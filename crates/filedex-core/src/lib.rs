pub mod catalog;
pub mod config;
pub mod detector;
pub mod error;
pub mod indexer;
pub mod jobs;

pub use catalog::Catalog;
pub use config::AppConfig;
pub use error::Error;
pub use jobs::{JobState, JobSupervisor};
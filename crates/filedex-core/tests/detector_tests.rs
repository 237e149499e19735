use std::fs;
use std::path::Path;
use std::sync::{Arc, Mutex};

use filedex_core::catalog::Catalog;
use filedex_core::detector;
use filedex_core::indexer;
use filedex_core::jobs::{DupMessage, IndexMessage, JobShared};
use tempfile::tempdir;

const MIB: usize = 1024 * 1024;

fn index_tree(catalog: &Catalog, root: &Path) {
    let ctl = JobShared::new_running();
    let emit: Arc<dyn Fn(IndexMessage) + Send + Sync> = Arc::new(|_| {});
    indexer::run(
        catalog,
        &[root.to_string_lossy().into_owned()],
        &[],
        &ctl,
        &emit,
    )
    .unwrap();
}

fn scan_tree(catalog: &Catalog, root: &Path) -> usize {
    let ctl = JobShared::new_running();
    let emit: Arc<dyn Fn(DupMessage) + Send + Sync> = Arc::new(|_| {});
    // The indexer stores canonicalized paths; scan under the same form.
    let canonical_root = fs::canonicalize(root).unwrap();
    detector::run(catalog, &canonical_root.to_string_lossy(), &ctl, &emit).unwrap()
}

fn canonical(root: &Path, name: &str) -> String {
    fs::canonicalize(root)
        .unwrap()
        .join(name)
        .to_string_lossy()
        .into_owned()
}

/// Files `a` and `b` share 2 MiB of content; `c` has the same size but
/// different content. Exactly one group comes back, containing a and b.
#[test]
fn test_happy_path_grouping() {
    let tmp = tempdir().unwrap();
    let root = tmp.path().join("root");
    fs::create_dir_all(&root).unwrap();

    let shared = vec![0xABu8; 2 * MIB];
    let mut different = shared.clone();
    different[0] = 0x00;
    fs::write(root.join("a.bin"), &shared).unwrap();
    fs::write(root.join("b.bin"), &shared).unwrap();
    fs::write(root.join("c.bin"), &different).unwrap();

    let catalog = Catalog::open_in_memory().unwrap();
    index_tree(&catalog, &root);
    let candidates = scan_tree(&catalog, &root);
    assert_eq!(candidates, 3);

    let canonical_root = fs::canonicalize(&root).unwrap();
    let groups = catalog
        .duplicate_groups(Some(&canonical_root.to_string_lossy()), 50)
        .unwrap();
    assert_eq!(groups.len(), 1);
    let group = &groups[0];
    assert_eq!(group.size, (2 * MIB) as i64);
    assert_eq!(group.files.len(), 2);

    let paths: Vec<&str> = group.files.iter().map(|f| f.path.as_str()).collect();
    assert!(paths.contains(&canonical(&root, "a.bin").as_str()));
    assert!(paths.contains(&canonical(&root, "b.bin").as_str()));
    assert!(!paths.contains(&canonical(&root, "c.bin").as_str()));
}

#[test]
fn test_unique_size_never_hashed_or_grouped() {
    let tmp = tempdir().unwrap();
    let root = tmp.path().join("root");
    fs::create_dir_all(&root).unwrap();
    fs::write(root.join("lonely.bin"), vec![1u8; 777]).unwrap();
    fs::write(root.join("pair1.bin"), vec![2u8; 100]).unwrap();
    fs::write(root.join("pair2.bin"), vec![2u8; 100]).unwrap();

    let catalog = Catalog::open_in_memory().unwrap();
    index_tree(&catalog, &root);
    let candidates = scan_tree(&catalog, &root);
    assert_eq!(candidates, 2);

    // Unique size: not a candidate, so never hashed.
    let lonely = catalog.get(&canonical(&root, "lonely.bin")).unwrap().unwrap();
    assert!(lonely.partial_hash.is_none());
    assert!(lonely.full_hash.is_none());

    let groups = catalog.duplicate_groups(None, 50).unwrap();
    assert!(groups
        .iter()
        .all(|g| g.files.iter().all(|f| !f.path.ends_with("lonely.bin"))));
}

#[test]
fn test_zero_byte_files_never_group() {
    let tmp = tempdir().unwrap();
    let root = tmp.path().join("root");
    fs::create_dir_all(&root).unwrap();
    fs::write(root.join("empty1.txt"), b"").unwrap();
    fs::write(root.join("empty2.txt"), b"").unwrap();

    let catalog = Catalog::open_in_memory().unwrap();
    index_tree(&catalog, &root);
    let candidates = scan_tree(&catalog, &root);

    assert_eq!(candidates, 0);
    assert!(catalog.duplicate_groups(None, 50).unwrap().is_empty());
}

#[test]
fn test_full_hash_persisted_for_colliding_candidates_only() {
    let tmp = tempdir().unwrap();
    let root = tmp.path().join("root");
    fs::create_dir_all(&root).unwrap();

    let payload = vec![0x5Au8; 4096];
    let mut other = payload.clone();
    other[0] = 0x00;
    fs::write(root.join("dup1.dat"), &payload).unwrap();
    fs::write(root.join("dup2.dat"), &payload).unwrap();
    fs::write(root.join("odd.dat"), &other).unwrap();

    let catalog = Catalog::open_in_memory().unwrap();
    index_tree(&catalog, &root);
    scan_tree(&catalog, &root);

    let dup1 = catalog.get(&canonical(&root, "dup1.dat")).unwrap().unwrap();
    let dup2 = catalog.get(&canonical(&root, "dup2.dat")).unwrap().unwrap();
    let odd = catalog.get(&canonical(&root, "odd.dat")).unwrap().unwrap();

    // Every candidate gets a partial hash...
    assert!(dup1.partial_hash.is_some());
    assert!(odd.partial_hash.is_some());
    assert_ne!(dup1.partial_hash, odd.partial_hash);

    // ...but only prefix-colliding candidates get the full hash.
    assert!(dup1.full_hash.is_some());
    assert_eq!(dup1.full_hash, dup2.full_hash);
    assert!(odd.full_hash.is_none());
}

/// Two files that agree on size and on the first 1 MiB but differ later are
/// still reported as one group: grouping reads `(size, partial_hash)` only.
/// The diverging full hashes are exposed on the members for callers that
/// want to double-check.
#[test]
fn test_grouping_reads_size_and_partial_hash_only() {
    let tmp = tempdir().unwrap();
    let root = tmp.path().join("root");
    fs::create_dir_all(&root).unwrap();

    let mut one = vec![0xCDu8; 2 * MIB];
    let mut two = one.clone();
    one[2 * MIB - 1] = 0x01;
    two[2 * MIB - 1] = 0x02;
    fs::write(root.join("one.bin"), &one).unwrap();
    fs::write(root.join("two.bin"), &two).unwrap();

    let catalog = Catalog::open_in_memory().unwrap();
    index_tree(&catalog, &root);
    scan_tree(&catalog, &root);

    let groups = catalog.duplicate_groups(None, 50).unwrap();
    assert_eq!(groups.len(), 1);
    let group = &groups[0];
    assert_eq!(group.files.len(), 2);
    assert_ne!(group.files[0].full_hash, group.files[1].full_hash);
}

#[test]
fn test_vanished_candidate_is_skipped() {
    let tmp = tempdir().unwrap();
    let root = tmp.path().join("root");
    fs::create_dir_all(&root).unwrap();
    fs::write(root.join("stays.bin"), vec![7u8; 512]).unwrap();
    fs::write(root.join("goes.bin"), vec![7u8; 512]).unwrap();

    let catalog = Catalog::open_in_memory().unwrap();
    index_tree(&catalog, &root);

    // The file disappears between indexing and hashing.
    fs::remove_file(root.join("goes.bin")).unwrap();

    let candidates = scan_tree(&catalog, &root);
    assert_eq!(candidates, 2);

    let stays = catalog.get(&canonical(&root, "stays.bin")).unwrap().unwrap();
    let goes = catalog.get(&canonical(&root, "goes.bin")).unwrap().unwrap();
    assert!(stays.partial_hash.is_some());
    assert!(goes.partial_hash.is_none());

    // With its only partner gone, the survivor forms no group.
    assert!(catalog.duplicate_groups(None, 50).unwrap().is_empty());
}

#[test]
fn test_progress_events_cover_all_candidates() {
    let tmp = tempdir().unwrap();
    let root = tmp.path().join("root");
    fs::create_dir_all(&root).unwrap();
    // 60 files of one size + 60 of another → 120 candidates, three chunks.
    for i in 0..60 {
        fs::write(root.join(format!("a{i:02}.dat")), vec![1u8; 256]).unwrap();
        fs::write(root.join(format!("b{i:02}.dat")), vec![2u8; 512]).unwrap();
    }

    let catalog = Catalog::open_in_memory().unwrap();
    index_tree(&catalog, &root);

    let events: Arc<Mutex<Vec<DupMessage>>> = Arc::new(Mutex::new(Vec::new()));
    let sink = Arc::clone(&events);
    let emit: Arc<dyn Fn(DupMessage) + Send + Sync> =
        Arc::new(move |msg| sink.lock().unwrap().push(msg));
    let ctl = JobShared::new_running();
    let canonical_root = fs::canonicalize(&root).unwrap();
    let total = detector::run(&catalog, &canonical_root.to_string_lossy(), &ctl, &emit).unwrap();
    assert_eq!(total, 120);

    let events = events.lock().unwrap();
    let progress: Vec<(usize, usize)> = events
        .iter()
        .filter_map(|e| match e {
            DupMessage::Progress(p) => Some((p.done, p.total)),
            _ => None,
        })
        .collect();
    assert_eq!(progress.first(), Some(&(0, 120)));
    assert_eq!(progress.last(), Some(&(120, 120)));
}

#[test]
fn test_delete_shrinks_group_and_catalog() {
    let tmp = tempdir().unwrap();
    let root = tmp.path().join("root");
    fs::create_dir_all(&root).unwrap();
    let payload = vec![0xEEu8; 1024];
    fs::write(root.join("keep.bin"), &payload).unwrap();
    fs::write(root.join("drop.bin"), &payload).unwrap();

    let catalog = Catalog::open_in_memory().unwrap();
    index_tree(&catalog, &root);
    scan_tree(&catalog, &root);
    assert_eq!(catalog.duplicate_groups(None, 50).unwrap().len(), 1);

    let victim = canonical(&root, "drop.bin");
    let outcome = detector::delete_files(&catalog, &[victim.clone()]).unwrap();
    assert!(outcome.success);
    assert_eq!(outcome.deleted, vec![victim.clone()]);
    assert!(outcome.errors.is_empty());

    assert!(!root.join("drop.bin").exists());
    assert!(catalog.get(&victim).unwrap().is_none());
    assert!(catalog.duplicate_groups(None, 50).unwrap().is_empty());

    // The destructive operation left a history trail.
    let history = catalog.recent_history(10).unwrap();
    assert_eq!(history.len(), 1);
    assert!(history[0].payload.contains("drop.bin"));
}

#[test]
fn test_delete_missing_path_counts_as_removed() {
    let tmp = tempdir().unwrap();
    let root = tmp.path().join("root");
    fs::create_dir_all(&root).unwrap();
    fs::write(root.join("real.bin"), vec![1u8; 64]).unwrap();

    let catalog = Catalog::open_in_memory().unwrap();
    index_tree(&catalog, &root);

    let real = canonical(&root, "real.bin");
    // Already gone from disk: its record (if any) is dropped and the path
    // does not abort the rest of the batch.
    let missing = canonical(&root, "never_existed.bin");

    let outcome = detector::delete_files(&catalog, &[missing.clone(), real.clone()]).unwrap();
    assert!(outcome.deleted.contains(&missing));
    assert!(outcome.deleted.contains(&real));
    assert!(outcome.success);
    assert!(!root.join("real.bin").exists());
}
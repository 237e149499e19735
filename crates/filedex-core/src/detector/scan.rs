use std::path::Path;
use std::sync::Arc;

use dashmap::DashMap;
use rayon::prelude::*;
use tracing::{debug, error, info};

use super::hash;
use crate::catalog::Catalog;
use crate::error::Error;
use crate::jobs::{DupMessage, HashProgressMessage, JobShared};

/// Candidates are hashed and persisted in chunks of this size; each chunk
/// boundary reports progress and re-checks cancellation.
pub const HASH_PROGRESS_BATCH: usize = 50;

/// Duplicate scan over a previously indexed root.
///
/// 1. Size bucketing: catalog rows under the root grouped by exact size;
///    single-member buckets are discarded.
/// 2. Partial hash over a bounded prefix for every candidate, persisted.
/// 3. Full content hash for candidates that still share (size, partial),
///    persisted.
///
/// Groups themselves are materialized on the read path
/// (`Catalog::duplicate_groups`). Returns the candidate count.
pub fn run(
    catalog: &Catalog,
    root: &str,
    ctl: &JobShared,
    emit: &Arc<dyn Fn(DupMessage) + Send + Sync>,
) -> Result<usize, Error> {
    // The indexer stores canonicalized paths; match its form so the prefix
    // scoping works for roots given with symlinked or relative components.
    let root = std::fs::canonicalize(root)
        .map(|p| p.to_string_lossy().into_owned())
        .unwrap_or_else(|_| root.to_string());
    let root = root.as_str();

    let buckets = catalog.size_buckets(root)?;
    let candidates: Vec<(String, i64)> = buckets
        .into_iter()
        .filter(|bucket| bucket.paths.len() > 1)
        .flat_map(|bucket| {
            let size = bucket.size;
            bucket.paths.into_iter().map(move |path| (path, size))
        })
        .collect();

    let total = candidates.len();
    info!("{} duplicate candidates under {}", total, root);
    ctl.record_progress(0, total);
    emit(DupMessage::Progress(HashProgressMessage { done: 0, total }));

    // Phase 2: partial hashes, chunked. Groups accumulate concurrently as
    // the chunk is hashed in parallel.
    let partial_groups: DashMap<(i64, String), Vec<String>> = DashMap::new();
    let mut done = 0;
    for chunk in candidates.chunks(HASH_PROGRESS_BATCH) {
        if ctl.is_cancelled() {
            return Ok(total);
        }
        let hashed: Vec<(String, String)> = chunk
            .par_iter()
            .filter_map(|(path, size)| match hash::partial_hash(Path::new(path)) {
                Ok(hex) => {
                    partial_groups
                        .entry((*size, hex.clone()))
                        .or_default()
                        .push(path.clone());
                    Some((path.clone(), hex))
                }
                Err(e) => {
                    error!("Error hashing '{}': {}", path, e);
                    None
                }
            })
            .collect();
        catalog.set_partial_hashes(&hashed)?;

        done += chunk.len();
        ctl.record_progress(done, total);
        emit(DupMessage::Progress(HashProgressMessage { done, total }));
    }

    // Phase 3: full hashes only where size and prefix still collide.
    let full_candidates: Vec<String> = partial_groups
        .into_iter()
        .filter(|(_, paths)| paths.len() > 1)
        .flat_map(|(_, paths)| paths)
        .collect();
    debug!(
        "{} of {} candidates share size and prefix hash",
        full_candidates.len(),
        total
    );

    for chunk in full_candidates.chunks(HASH_PROGRESS_BATCH) {
        if ctl.is_cancelled() {
            return Ok(total);
        }
        let hashed: Vec<(String, String)> = chunk
            .par_iter()
            .filter_map(|path| match hash::full_hash(Path::new(path)) {
                Ok(hex) => Some((path.clone(), hex)),
                Err(e) => {
                    error!("Error hashing '{}': {}", path, e);
                    None
                }
            })
            .collect();
        catalog.set_full_hashes(&hashed)?;
    }

    Ok(total)
}
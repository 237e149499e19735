mod delete;
pub mod hash;
mod scan;

pub use delete::{delete_files, DeleteError, DeleteOutcome};
pub use scan::{run, HASH_PROGRESS_BATCH};
use std::env;
use tracing::info;
use tracing_subscriber::prelude::*;
use tracing_subscriber::{fmt, EnvFilter};

pub fn init_logger() -> impl Drop {
    let filter = env::var("TRACING_LEVEL").unwrap_or_else(|_| "info".to_string());
    let filter_layer = EnvFilter::new(filter);

    let log_file_path =
        env::var("LOG_FILE_PATH").unwrap_or_else(|_| "./logs/filedex.log".to_string());

    let file_appender = tracing_appender::rolling::never("./", log_file_path);
    let (non_blocking, guard) = tracing_appender::non_blocking(file_appender);

    tracing_subscriber::registry()
        .with(
            fmt::layer()
                .with_writer(std::io::stdout)
                .pretty()
                .with_file(false)
                .without_time()
                .with_ansi(true),
        )
        .with(
            fmt::layer()
                .with_writer(non_blocking)
                .with_ansi(false),
        )
        .with(filter_layer)
        .init();

    info!("Tracing is configured for stdout and file logging.");

    guard
}
use std::fs;
use std::path::Path;

use serde_json::json;
use tracing::{debug, warn};

use crate::catalog::Catalog;
use crate::error::Error;

#[derive(Debug, Clone)]
pub struct DeleteError {
    pub path: String,
    pub message: String,
}

#[derive(Debug, Clone)]
pub struct DeleteOutcome {
    pub success: bool,
    pub deleted: Vec<String>,
    pub errors: Vec<DeleteError>,
}

/// Remove selected duplicate members: move each file to the platform trash,
/// falling back to permanent deletion when trashing fails, then erase the
/// catalog row and append an op_history entry. Per-path failures are
/// collected without aborting the batch; only a catalog failure is fatal.
pub fn delete_files(catalog: &Catalog, paths: &[String]) -> Result<DeleteOutcome, Error> {
    let mut deleted = Vec::new();
    let mut errors = Vec::new();

    for path_str in paths {
        let path = Path::new(path_str);

        if !path.exists() {
            // Already gone; the catalog row is stale either way.
            warn!("File '{}' no longer exists, dropping its record", path_str);
            catalog.delete(path_str)?;
            deleted.push(path_str.clone());
            continue;
        }

        let removed = match trash::delete(path) {
            Ok(()) => {
                debug!("Trashed '{}'", path_str);
                true
            }
            Err(trash_err) => match fs::remove_file(path) {
                Ok(()) => {
                    debug!("Removed '{}' (trash unavailable: {})", path_str, trash_err);
                    true
                }
                Err(e) => {
                    errors.push(DeleteError {
                        path: path_str.clone(),
                        message: e.to_string(),
                    });
                    false
                }
            },
        };

        if removed {
            catalog.record_history("delete", &json!({ "path": path_str, "reason": "duplicate" }))?;
            catalog.delete(path_str)?;
            deleted.push(path_str.clone());
        }
    }

    Ok(DeleteOutcome {
        success: errors.is_empty(),
        deleted,
        errors,
    })
}
use std::fs::File;
use std::hash::Hasher as _;
use std::io::{self, Read};
use std::path::Path;

use twox_hash::XxHash64;

/// Bytes of file prefix covered by the partial hash.
pub const PARTIAL_HASH_LENGTH: usize = 1024 * 1024; // 1 MiB

/// XxHash64 over the first `PARTIAL_HASH_LENGTH` bytes (the whole file if
/// smaller), as lowercase hex.
pub fn partial_hash(file: &Path) -> io::Result<String> {
    let data = read_portion(file)?;
    Ok(format!("{:016x}", hash_data(&data)))
}

/// Streamed blake3 over the entire file content, as lowercase hex.
pub fn full_hash(file: &Path) -> io::Result<String> {
    let mut f = File::open(file)?;
    let mut hasher = blake3::Hasher::new();
    let mut buffer = vec![0u8; PARTIAL_HASH_LENGTH];
    loop {
        let bytes_read = f.read(&mut buffer)?;
        if bytes_read == 0 {
            break;
        }
        hasher.update(&buffer[..bytes_read]);
    }
    Ok(hasher.finalize().to_hex().to_string())
}

fn read_portion(file: &Path) -> io::Result<Vec<u8>> {
    let mut f = File::open(file)?;
    let mut buffer = vec![0; PARTIAL_HASH_LENGTH];
    let mut filled = 0;
    // Loop until the buffer is full or EOF; a single read may return short.
    loop {
        let bytes_read = f.read(&mut buffer[filled..])?;
        if bytes_read == 0 {
            break;
        }
        filled += bytes_read;
        if filled == buffer.len() {
            break;
        }
    }
    buffer.truncate(filled);
    Ok(buffer)
}

pub fn hash_data(data: &[u8]) -> u64 {
    let mut hasher = XxHash64::with_seed(0);
    hasher.write(data);
    hasher.finish()
}
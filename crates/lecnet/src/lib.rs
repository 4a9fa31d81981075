//! Thin ambient utilities shared across the lecnet workspace, plus a
//! facade re-exporting the transport, UDP, and certificate crates.
//!
//! These are explicitly out of the core transport's protocol-engineering
//! scope, but the original library ships them as small standalone
//! collaborators: a local timestamp formatter, host IP enumeration, and a
//! human-readable byte-count formatter.

#![forbid(unsafe_code)]
#![warn(missing_docs)]

use std::net::IpAddr;

pub use lecnet_cert as cert;
pub use lecnet_proto as proto;
pub use lecnet_tcp as tcp;
pub use lecnet_udp as udp;

/// Format the current local time as `YYYY-MM-DD HH:MM:SS`.
///
/// Falls back to UTC if the local UTC offset cannot be determined (for
/// instance, inside some containerized or multi-threaded environments
/// where `time` refuses to trust `localtime_r`).
#[must_use]
pub fn time_stamp() -> String {
    let now = time::OffsetDateTime::now_local().unwrap_or_else(|_| time::OffsetDateTime::now_utc());
    let format = time::macros::format_description!(
        "[year]-[month]-[day] [hour]:[minute]:[second]"
    );
    now.format(&format).unwrap_or_else(|_| now.to_string())
}

/// Enumerate this host's non-loopback IP addresses.
///
/// Returns an empty vector rather than an error if interface enumeration
/// fails; callers needing diagnostics should consult OS-level tooling.
#[must_use]
pub fn host_ips() -> Vec<IpAddr> {
    if_addrs::get_if_addrs()
        .map(|addrs| {
            addrs
                .into_iter()
                .filter(|iface| !iface.is_loopback())
                .map(|iface| iface.ip())
                .collect()
        })
        .unwrap_or_default()
}

/// Render `bytes` as a human-readable size (`"1.5 MiB"`, `"42 B"`, ...).
#[must_use]
pub fn human_readable_size(bytes: u64) -> String {
    const UNITS: [&str; 5] = ["B", "KiB", "MiB", "GiB", "TiB"];
    let mut size = bytes as f64;
    let mut unit = 0;
    while size >= 1024.0 && unit < UNITS.len() - 1 {
        size /= 1024.0;
        unit += 1;
    }
    if unit == 0 {
        format!("{bytes} {}", UNITS[unit])
    } else {
        format!("{size:.1} {}", UNITS[unit])
    }
}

» **WORK ORDER**
In the records above, find every line that contains the word "this" and copy it.

» **ANSWER BOX**
/// Candidates are hashed and persisted in chunks of this size; each chunk
/// Enumerate this host's non-loopback IP addresses.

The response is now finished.